Reputation: 152
I'm curious about the data structure that MongoDB uses to store the full text search index. I couldn't find any description of this in the documentation.
Reading the initial commit, it seems like it used to use a B-tree:
/*
* GO: sets the tree cursors on each term in terms, processes the terms by advancing
* the terms cursors and storing the partial
* results and lastly calculates the top results
* @param results, the priority queue containing the top results
* @param limit, number of results in the priority queue
*/
void FTSSearch::go(Results* results, unsigned limit ) {
vector< shared_ptr<BtreeCursor> > cursors;
for ( unsigned i = 0; i < _query.getTerms().size(); i++ ) {
const string& term = _query.getTerms()[i];
BSONObj min = FTSIndexFormat::getIndexKey( MAX_WEIGHT, term, _indexPrefix );
BSONObj max = FTSIndexFormat::getIndexKey( 0, term, _indexPrefix );
shared_ptr<BtreeCursor> c( BtreeCursor::make( _ns, _id, min, max, true, -1 ) );
cursors.push_back( c );
}
But fts_search.cpp doesn't exist in the current version, and I couldn't find any reference to the data structure in the current implementation.

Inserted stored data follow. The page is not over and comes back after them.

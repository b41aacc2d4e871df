//! # Domain Model
//!
//! Records come from a live list the engine does not own. Each one is read as a
//! [`RawRecord`]: three loosely structured text fields that may still be empty
//! while the host is rendering them. Every pass turns the raw text into an
//! [`EditRecord`] with typed facets.
//!
//! Nothing here is persisted across passes. A record that was loading in one pass
//! can be fully populated in the next, so facets are always derived fresh.

use chrono::NaiveDate;
use serde::{Deserialize, Serialize};
use std::collections::BTreeSet;
use std::fmt;
use std::str::FromStr;
use uuid::Uuid;

/// Opaque handle to one entry of the record source.
#[derive(Debug, Clone, Copy, PartialEq, Eq, Hash, PartialOrd, Ord, Serialize, Deserialize)]
pub struct RecordId(pub Uuid);

impl RecordId {
    pub fn new() -> Self {
        Self(Uuid::new_v4())
    }
}

impl Default for RecordId {
    fn default() -> Self {
        Self::new()
    }
}

impl fmt::Display for RecordId {
    fn fmt(&self, f: &mut fmt::Formatter<'_>) -> fmt::Result {
        write!(f, "{}", self.0)
    }
}

/// Review status of an edit.
///
/// Declaration order is the display order of status controls.
#[derive(Debug, Clone, Copy, PartialEq, Eq, Hash, PartialOrd, Ord, Serialize, Deserialize)]
pub enum Status {
    Accepted,
    Pending,
    NotAccepted,
    Incorrect,
    Unknown,
}

impl Status {
    pub const KNOWN: [Status; 4] = [
        Status::Accepted,
        Status::Pending,
        Status::NotAccepted,
        Status::Incorrect,
    ];

    pub fn label(&self) -> &'static str {
        match self {
            Status::Accepted => "Accepted",
            Status::Pending => "Pending",
            Status::NotAccepted => "Not Accepted",
            Status::Incorrect => "Incorrect",
            Status::Unknown => "Unknown",
        }
    }

    /// Button colour used by the original edits panel.
    pub fn color(&self) -> Option<&'static str> {
        match self {
            Status::Accepted => Some("green"),
            Status::Pending => Some("yellow"),
            Status::NotAccepted => Some("red"),
            Status::Incorrect => Some("orange"),
            Status::Unknown => None,
        }
    }
}

impl fmt::Display for Status {
    fn fmt(&self, f: &mut fmt::Formatter<'_>) -> fmt::Result {
        f.write_str(self.label())
    }
}

impl FromStr for Status {
    type Err = String;

    fn from_str(s: &str) -> Result<Self, Self::Err> {
        let folded: String = s
            .chars()
            .filter(|c| c.is_ascii_alphanumeric())
            .collect::<String>()
            .to_ascii_lowercase();
        match folded.as_str() {
            "accepted" => Ok(Status::Accepted),
            "pending" => Ok(Status::Pending),
            "notaccepted" => Ok(Status::NotAccepted),
            "incorrect" => Ok(Status::Incorrect),
            _ => Err(format!("Unknown status: {}", s)),
        }
    }
}

/// A classification dimension that can be filtered on.
#[derive(Debug, Clone, Copy, PartialEq, Eq, Hash, PartialOrd, Ord)]
pub enum Facet {
    Status,
    Type,
    Date,
}

/// One selectable value of a countable facet.
///
/// Status values sort before type values, which keeps the control order stable.
#[derive(Debug, Clone, PartialEq, Eq, Hash, PartialOrd, Ord)]
pub enum FacetValue {
    Status(Status),
    Type(String),
}

impl FacetValue {
    pub fn facet(&self) -> Facet {
        match self {
            FacetValue::Status(_) => Facet::Status,
            FacetValue::Type(_) => Facet::Type,
        }
    }

    pub fn label(&self) -> &str {
        match self {
            FacetValue::Status(status) => status.label(),
            FacetValue::Type(label) => label,
        }
    }
}

impl fmt::Display for FacetValue {
    fn fmt(&self, f: &mut fmt::Formatter<'_>) -> fmt::Result {
        f.write_str(self.label())
    }
}

/// Point-in-time text of one record, as read from the source.
#[derive(Debug, Clone, PartialEq, Eq, Default, Serialize, Deserialize)]
pub struct RawRecord {
    #[serde(default)]
    pub id: RecordId,
    #[serde(default)]
    pub title: Option<String>,
    #[serde(default)]
    pub date: Option<String>,
    #[serde(default)]
    pub types: Option<String>,
}

impl RawRecord {
    pub fn new(
        title: impl Into<String>,
        date: impl Into<String>,
        types: impl Into<String>,
    ) -> Self {
        Self {
            id: RecordId::new(),
            title: Some(title.into()),
            date: Some(date.into()),
            types: Some(types.into()),
        }
    }

    /// A record whose text has not been rendered yet.
    pub fn pending_render() -> Self {
        Self {
            id: RecordId::new(),
            ..Default::default()
        }
    }
}

/// Facets derived from a [`RawRecord`] for a single pass.
#[derive(Debug, Clone, PartialEq, Eq)]
pub struct EditRecord {
    pub id: RecordId,
    pub status: Status,
    pub types: BTreeSet<String>,
    pub date: Option<NaiveDate>,
    pub loading: bool,
}

#[cfg(test)]
mod tests {
    use super::*;

    #[test]
    fn status_parses_loose_spellings() {
        assert_eq!("accepted".parse::<Status>(), Ok(Status::Accepted));
        assert_eq!("Not Accepted".parse::<Status>(), Ok(Status::NotAccepted));
        assert_eq!("not-accepted".parse::<Status>(), Ok(Status::NotAccepted));
        assert_eq!("PENDING".parse::<Status>(), Ok(Status::Pending));
        assert!("unknown".parse::<Status>().is_err());
        assert!("".parse::<Status>().is_err());
    }

    #[test]
    fn status_values_sort_before_types() {
        let status = FacetValue::Status(Status::Incorrect);
        let kind = FacetValue::Type("Address".into());
        assert!(status < kind);
        assert_eq!(status.facet(), Facet::Status);
        assert_eq!(kind.facet(), Facet::Type);
    }

    #[test]
    fn raw_record_deserializes_with_missing_fields() {
        let raw: RawRecord = serde_json::from_str(r#"{"title": "Pending"}"#).unwrap();
        assert_eq!(raw.title.as_deref(), Some("Pending"));
        assert!(raw.date.is_none());
        assert!(raw.types.is_none());
    }
}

Is it still a B-tree? (Was it ever?) Is it a trie? Is it something different?
Upvotes: 1
Views: 393
Reputation: 18835
Based on the current latest tag r3.3.9 of fts_index_format.cpp it is still a BTree.
Also worth mentioning, text index tokenizes and stems the terms in the indexed fields for the index entries. text index stores one index entry for each unique stemmed term in each indexed field for each document in the collection.
There are multiple versions of text index, in MongoDB v3.2 text index version 3 is the default version for new text
indexes. See also Text Indexes
Upvotes: 2